Monday, June 17, 2024
HomeEditorial - National Council of Resistance of IranEditorial: The Aftermath of Ebrahim Raisi’s Death: A Turning Point for Iran

Editorial: The Aftermath of Ebrahim Raisi’s Death: A Turning Point for Iran

Iran Protests February 7 2023 696x391 1
File photo-Iran Protests February 7, 2023

The sudden death of Ebrahim Raisi, the regime’s President, has sent seismic ripples through the nation’s ruling regime. Raisi, deeply trusted by the regime’s Supreme Leader Ali Khamenei due to his key role in the 1988 massacre, was integral to consolidating Khamenei’s power. His demise represents a devastating strategic blow to Khamenei, shaking the very foundations of the regime and evoking memories of the final days of the Shah’s rule.

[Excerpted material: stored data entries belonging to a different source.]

use std::collections::HashMap;
use std::sync::Arc;

use futures::StreamExt;
use tokio::sync::{oneshot, Mutex};
use tokio::task::JoinHandle;
use tracing::{error, info, warn};

use bridge_common::salesforce::ConversationApi;

/// Cancellation handle for one running push-subscription unit.
struct SubscriptionHandle {
    shutdown: oneshot::Sender<()>,
    task: JoinHandle<()>,
}

/// Runs one push-subscription unit per currently owned partition.
///
/// Handles are retained so that losing a partition deterministically stops
/// the matching unit. Units are independent: one failing stream never
/// affects another, and a failed unit is only restarted by a later claim.
pub struct SubscriptionSupervisor {
    api: Arc<dyn ConversationApi>,
    units: Mutex<HashMap<i32, SubscriptionHandle>>,
}

impl SubscriptionSupervisor {
    pub fn new(api: Arc<dyn ConversationApi>) -> Self {
        Self {
            api,
            units: Mutex::new(HashMap::new()),
        }
    }

    /// Open a unit for a claimed partition. An existing unit for the same
    /// partition is stopped first, so a rapid revoke→assign of one
    /// partition cannot leak a second stream.
    pub async fn open(&self, partition: i32, token: String) {
        let mut units = self.units.lock().await;
        if let Some(previous) = units.remove(&partition) {
            stop_unit(partition, previous).await;
        }

        let (shutdown_tx, shutdown_rx) = oneshot::channel();
        let api = self.api.clone();
        let task = tokio::spawn(async move {
            run_unit(api, partition, token, shutdown_rx).await;
        });

        units.insert(
            partition,
            SubscriptionHandle {
                shutdown: shutdown_tx,
                task,
            },
        );
        metrics::gauge!("bridge_subscription_units").set(units.len() as f64);
    }

    /// Stop the unit for a revoked partition. A partition without a unit is
    /// a no-op.
    pub async fn close(&self, partition: i32) {
        let handle = {
            let mut units = self.units.lock().await;
            let handle = units.remove(&partition);
            metrics::gauge!("bridge_subscription_units").set(units.len() as f64);
            handle
        };

        match handle {
            Some(handle) => stop_unit(partition, handle).await,
            None => info!(partition, "no push subscription to stop"),
        }
    }

    /// Best-effort teardown of every unit, for process shutdown.
    pub async fn close_all(&self) {
        let handles: Vec<(i32, SubscriptionHandle)> =
            self.units.lock().await.drain().collect();
        for (partition, handle) in handles {
            stop_unit(partition, handle).await;
        }
    }

    /// Partitions that currently have a registered unit.
    pub async fn open_partitions(&self) -> Vec<i32> {
        let mut partitions: Vec<i32> = self.units.lock().await.keys().copied().collect();
        partitions.sort_unstable();
        partitions
    }
}

async fn stop_unit(partition: i32, handle: SubscriptionHandle) {
    // A dead unit has already dropped its receiver; that is fine.
    let _ = handle.shutdown.send(());
    if let Err(error) = handle.task.await {
        error!(partition, %error, "push subscription task panicked");
    }
    info!(partition, "push subscription stopped");
}

/// Body of one subscription unit: open the stream, then read it until the
/// remote closes it or the partition is revoked.
async fn run_unit(
    api: Arc<dyn ConversationApi>,
    partition: i32,
    token: String,
    mut shutdown_rx: oneshot::Receiver<()>,
) {
    let mut events = tokio::select! {
        _ = &mut shutdown_rx => return,
        subscribed = api.subscribe(&token) => match subscribed {
            Ok(events) => events,
            Err(error) => {
                metrics::counter!("bridge_subscription_failures_total").increment(1);
                error!(partition, %error, "failed to open push subscription");
                return;
            }
        },
    };

    info!(partition, "push subscription established");

    loop {
        tokio::select! {
            _ = &mut shutdown_rx => {
                info!(partition, "push subscription cancelled");
                return;
            }
            event = events.next() => match event {
                Some(Ok(event)) => {
                    metrics::counter!("bridge_push_events_total").increment(1);
                    info!(
                        partition,
                        event = %event.event,
                        data = %event.data,
                        "push event received"
                    );
                }
                Some(Err(error)) => {
                    metrics::counter!("bridge_subscription_failures_total").increment(1);
                    error!(partition, %error, "push subscription failed");
                    return;
                }
                None => {
                    warn!(partition, "push subscription closed by remote");
                    return;
                }
            }
        }
    }
}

Mrs. Maryam Rajavi, the President-elect of the NCRI, in response to Raisi’s death, described it as an irreparable strategic blow to Khamenei and the regime, notorious for its executions and massacres. She emphasized that this event could ignite a series of crises within the theocratic system, mobilizing rebellious youths and opposition groups into action. Mrs. Rajavi honored the victims of the 1988 massacre, reiterating the NCRI’s commitment to seeking justice and overthrowing the regime.

Khamenei had meticulously invested in Raisi, sidelining many influential figures within the regime,  and centralizing power around Raisi’s presidency. This strategy was aimed at creating a monolithic power structure to prevent people’s uprising. With Raisi’s sudden death, Khamenei’s efforts have been undone, intensifying internal divisions and igniting unrest in society.  The current state of the regime is a reminiscence of the final phase of the Shah’s dictatorship.

According to Article 131 of the Iranian constitution, “the first vice president assumes the powers and responsibilities with the approval of the leadership, and a council consisting of the speaker of the parliament, the head of the judiciary, and the first vice president is obliged to arrange for a new president to be elected within a maximum period of 50 days.”

This situation is precisely what Khamenei has tried to avoid for years by engineering elections and eliminating his closest allies. It sets the stage for a fierce power struggle among the regime’s top ranks. Moreover, this situation not only intensifies internal conflicts but also creates a favorable environment for public protests and uprisings.

Ebrahim Raisi, notorious because of his involvement in the 1988 massacre of 30,000 political prisoners, mostly supporters of the PMOI, and 1500 killed during the 2019 uprising, has led to widespread public relief at his death. This event has significantly boosted the morale of the people and the families of the regime’s victims, marking a critical juncture that could catalyze a new wave of protests against the regime. The regime, anticipating this unrest, has mobilized repressive forces to maintain control. However, societal discontent is so profound that it may only be a matter of time before larger and more radical protests erupt, potentially surpassing the 2022 uprisings.

Khamenei now faces a critical decision: he must either retreat from the path he was pursuing with Raisi or double down on his existing strategies of suppression and consolidation of power. The latter path, which he is most likely to take, involves increasing repression, eliminating more regime insiders, escalating terrorism and warmongering in the region, and potentially accelerating nuclear weapons development. This approach may temporarily stave off internal collapse, but it will undoubtedly ignite more uprisings in an already volatile society and ultimately lead to the regime’s downfall.

Iran stands at a critical juncture. The death of Ebrahim Raisi is more than the loss of a single figure; it symbolizes the regime’s vulnerability and the growing potential for transformative change. The coming weeks and months are likely to witness significant upheavals as the regime grapples with internal power struggles and a reinvigorated opposition. Khamenei’s position as the strategic loser becomes increasingly apparent as he faces the daunting task of maintaining control amidst mounting challenges.